_Prompt_: Find the word "Iono" in the data, then copy each line where it is found.

(Data entries)
====================

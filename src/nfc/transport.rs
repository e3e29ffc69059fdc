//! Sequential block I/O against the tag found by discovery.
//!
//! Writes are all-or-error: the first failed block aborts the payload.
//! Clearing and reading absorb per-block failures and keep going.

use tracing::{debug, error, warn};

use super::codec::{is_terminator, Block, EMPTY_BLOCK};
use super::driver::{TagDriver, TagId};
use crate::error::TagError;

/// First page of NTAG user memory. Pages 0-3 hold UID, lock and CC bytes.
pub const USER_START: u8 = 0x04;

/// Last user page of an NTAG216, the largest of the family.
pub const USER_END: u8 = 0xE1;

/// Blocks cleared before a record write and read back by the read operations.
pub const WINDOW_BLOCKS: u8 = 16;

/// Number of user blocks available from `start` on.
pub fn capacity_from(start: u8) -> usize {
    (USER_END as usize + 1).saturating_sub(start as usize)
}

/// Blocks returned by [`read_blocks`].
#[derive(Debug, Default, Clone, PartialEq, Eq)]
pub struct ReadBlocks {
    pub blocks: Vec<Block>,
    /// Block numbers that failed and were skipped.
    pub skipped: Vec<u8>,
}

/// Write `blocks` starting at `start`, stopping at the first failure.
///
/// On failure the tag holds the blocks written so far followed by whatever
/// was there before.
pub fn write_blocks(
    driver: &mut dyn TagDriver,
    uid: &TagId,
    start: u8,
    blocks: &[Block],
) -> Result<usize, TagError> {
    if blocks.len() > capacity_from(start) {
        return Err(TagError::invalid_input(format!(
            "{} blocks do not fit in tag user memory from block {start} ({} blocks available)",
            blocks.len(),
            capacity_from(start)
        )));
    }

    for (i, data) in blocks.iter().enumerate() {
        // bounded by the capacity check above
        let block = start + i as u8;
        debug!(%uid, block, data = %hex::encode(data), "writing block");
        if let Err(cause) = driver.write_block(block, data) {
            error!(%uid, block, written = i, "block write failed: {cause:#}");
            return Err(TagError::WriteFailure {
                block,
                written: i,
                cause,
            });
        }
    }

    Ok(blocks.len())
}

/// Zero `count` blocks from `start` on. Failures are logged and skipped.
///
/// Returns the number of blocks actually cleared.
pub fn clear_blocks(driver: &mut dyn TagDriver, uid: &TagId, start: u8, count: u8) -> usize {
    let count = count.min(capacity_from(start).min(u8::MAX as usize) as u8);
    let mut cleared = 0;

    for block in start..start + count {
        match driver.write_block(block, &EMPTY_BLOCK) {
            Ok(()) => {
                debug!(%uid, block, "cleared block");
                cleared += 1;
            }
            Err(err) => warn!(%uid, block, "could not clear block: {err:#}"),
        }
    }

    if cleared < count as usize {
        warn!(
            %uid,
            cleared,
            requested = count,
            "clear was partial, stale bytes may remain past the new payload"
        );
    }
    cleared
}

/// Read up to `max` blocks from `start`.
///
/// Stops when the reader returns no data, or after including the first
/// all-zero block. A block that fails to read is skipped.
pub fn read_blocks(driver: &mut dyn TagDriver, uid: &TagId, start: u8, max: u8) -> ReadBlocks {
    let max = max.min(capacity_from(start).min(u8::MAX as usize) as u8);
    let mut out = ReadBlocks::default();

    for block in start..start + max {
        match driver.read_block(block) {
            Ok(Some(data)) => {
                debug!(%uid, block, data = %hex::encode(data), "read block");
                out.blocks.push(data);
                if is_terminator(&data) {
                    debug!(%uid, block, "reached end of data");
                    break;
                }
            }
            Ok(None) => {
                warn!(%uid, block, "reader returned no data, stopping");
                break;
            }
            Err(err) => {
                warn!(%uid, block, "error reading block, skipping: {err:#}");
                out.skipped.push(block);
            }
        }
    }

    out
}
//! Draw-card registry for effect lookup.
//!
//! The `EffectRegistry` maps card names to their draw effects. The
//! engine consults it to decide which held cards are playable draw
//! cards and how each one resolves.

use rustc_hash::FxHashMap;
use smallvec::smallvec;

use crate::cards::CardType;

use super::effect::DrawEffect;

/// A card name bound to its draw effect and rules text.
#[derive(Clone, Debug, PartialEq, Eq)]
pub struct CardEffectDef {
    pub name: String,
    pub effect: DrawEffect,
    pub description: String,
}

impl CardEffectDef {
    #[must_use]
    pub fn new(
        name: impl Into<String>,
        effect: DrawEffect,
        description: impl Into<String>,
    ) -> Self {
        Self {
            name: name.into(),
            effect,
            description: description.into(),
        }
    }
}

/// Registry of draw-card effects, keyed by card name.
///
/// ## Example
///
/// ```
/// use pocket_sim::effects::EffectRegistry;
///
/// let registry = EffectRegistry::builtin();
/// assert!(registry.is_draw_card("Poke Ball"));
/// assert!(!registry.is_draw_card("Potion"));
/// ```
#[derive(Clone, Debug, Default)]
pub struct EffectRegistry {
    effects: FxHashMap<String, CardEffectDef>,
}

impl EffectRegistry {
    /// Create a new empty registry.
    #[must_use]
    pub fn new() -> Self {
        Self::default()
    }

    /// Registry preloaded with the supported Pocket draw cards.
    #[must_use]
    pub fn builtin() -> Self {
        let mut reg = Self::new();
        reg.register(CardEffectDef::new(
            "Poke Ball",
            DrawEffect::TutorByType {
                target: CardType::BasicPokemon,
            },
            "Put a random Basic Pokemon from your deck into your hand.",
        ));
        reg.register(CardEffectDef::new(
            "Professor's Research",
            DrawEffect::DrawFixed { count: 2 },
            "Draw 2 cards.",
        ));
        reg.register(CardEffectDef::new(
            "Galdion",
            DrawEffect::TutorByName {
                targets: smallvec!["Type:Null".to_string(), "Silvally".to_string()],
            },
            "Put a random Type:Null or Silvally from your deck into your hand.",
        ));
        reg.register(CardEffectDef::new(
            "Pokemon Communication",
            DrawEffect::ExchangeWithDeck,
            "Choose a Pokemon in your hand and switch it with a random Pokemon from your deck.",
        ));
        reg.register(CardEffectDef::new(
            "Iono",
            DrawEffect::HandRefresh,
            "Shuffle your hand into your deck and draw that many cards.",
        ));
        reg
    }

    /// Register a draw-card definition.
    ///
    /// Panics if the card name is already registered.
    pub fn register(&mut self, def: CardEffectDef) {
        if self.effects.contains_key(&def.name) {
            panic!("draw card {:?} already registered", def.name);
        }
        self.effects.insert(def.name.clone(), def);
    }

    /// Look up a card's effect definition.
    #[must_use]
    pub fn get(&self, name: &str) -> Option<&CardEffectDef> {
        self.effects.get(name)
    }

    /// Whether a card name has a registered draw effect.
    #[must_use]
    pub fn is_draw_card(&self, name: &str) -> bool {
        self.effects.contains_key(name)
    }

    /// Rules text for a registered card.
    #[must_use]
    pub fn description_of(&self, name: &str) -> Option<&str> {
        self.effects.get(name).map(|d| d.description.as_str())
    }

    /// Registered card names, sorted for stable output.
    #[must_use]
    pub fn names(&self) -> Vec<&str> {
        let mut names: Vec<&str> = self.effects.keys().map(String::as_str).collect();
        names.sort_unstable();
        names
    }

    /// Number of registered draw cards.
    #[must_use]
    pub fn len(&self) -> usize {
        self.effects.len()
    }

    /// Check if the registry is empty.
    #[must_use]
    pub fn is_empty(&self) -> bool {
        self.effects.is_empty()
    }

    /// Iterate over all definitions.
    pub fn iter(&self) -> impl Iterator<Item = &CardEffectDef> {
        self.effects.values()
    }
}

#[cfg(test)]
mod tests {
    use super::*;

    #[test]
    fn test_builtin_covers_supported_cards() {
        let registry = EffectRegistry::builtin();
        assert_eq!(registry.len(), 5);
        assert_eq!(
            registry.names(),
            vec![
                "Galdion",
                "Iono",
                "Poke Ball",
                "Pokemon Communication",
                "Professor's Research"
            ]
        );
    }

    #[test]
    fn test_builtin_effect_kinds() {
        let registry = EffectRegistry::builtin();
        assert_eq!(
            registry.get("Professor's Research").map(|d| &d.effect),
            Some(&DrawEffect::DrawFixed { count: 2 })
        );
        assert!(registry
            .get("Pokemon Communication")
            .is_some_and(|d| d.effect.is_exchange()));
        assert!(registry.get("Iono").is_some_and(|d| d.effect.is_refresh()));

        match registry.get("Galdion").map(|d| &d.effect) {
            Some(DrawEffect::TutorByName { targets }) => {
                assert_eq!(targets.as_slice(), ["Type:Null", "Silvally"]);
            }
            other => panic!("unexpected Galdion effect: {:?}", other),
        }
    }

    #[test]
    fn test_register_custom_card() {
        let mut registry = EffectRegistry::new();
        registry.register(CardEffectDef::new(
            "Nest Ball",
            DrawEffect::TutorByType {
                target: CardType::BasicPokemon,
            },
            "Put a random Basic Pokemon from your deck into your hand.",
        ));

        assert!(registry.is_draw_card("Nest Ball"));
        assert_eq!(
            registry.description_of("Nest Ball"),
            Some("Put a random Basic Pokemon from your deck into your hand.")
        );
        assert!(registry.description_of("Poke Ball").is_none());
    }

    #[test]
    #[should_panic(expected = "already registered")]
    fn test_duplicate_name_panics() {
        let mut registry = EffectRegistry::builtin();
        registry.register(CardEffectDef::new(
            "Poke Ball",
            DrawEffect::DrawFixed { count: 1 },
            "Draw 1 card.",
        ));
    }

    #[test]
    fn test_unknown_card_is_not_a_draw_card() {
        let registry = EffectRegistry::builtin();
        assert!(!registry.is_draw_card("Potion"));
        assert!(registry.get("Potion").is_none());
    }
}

====================

_Answer space_:
            "Iono",
                "Iono",
        assert!(registry.get("Iono").is_some_and(|d| d.effect.is_refresh()));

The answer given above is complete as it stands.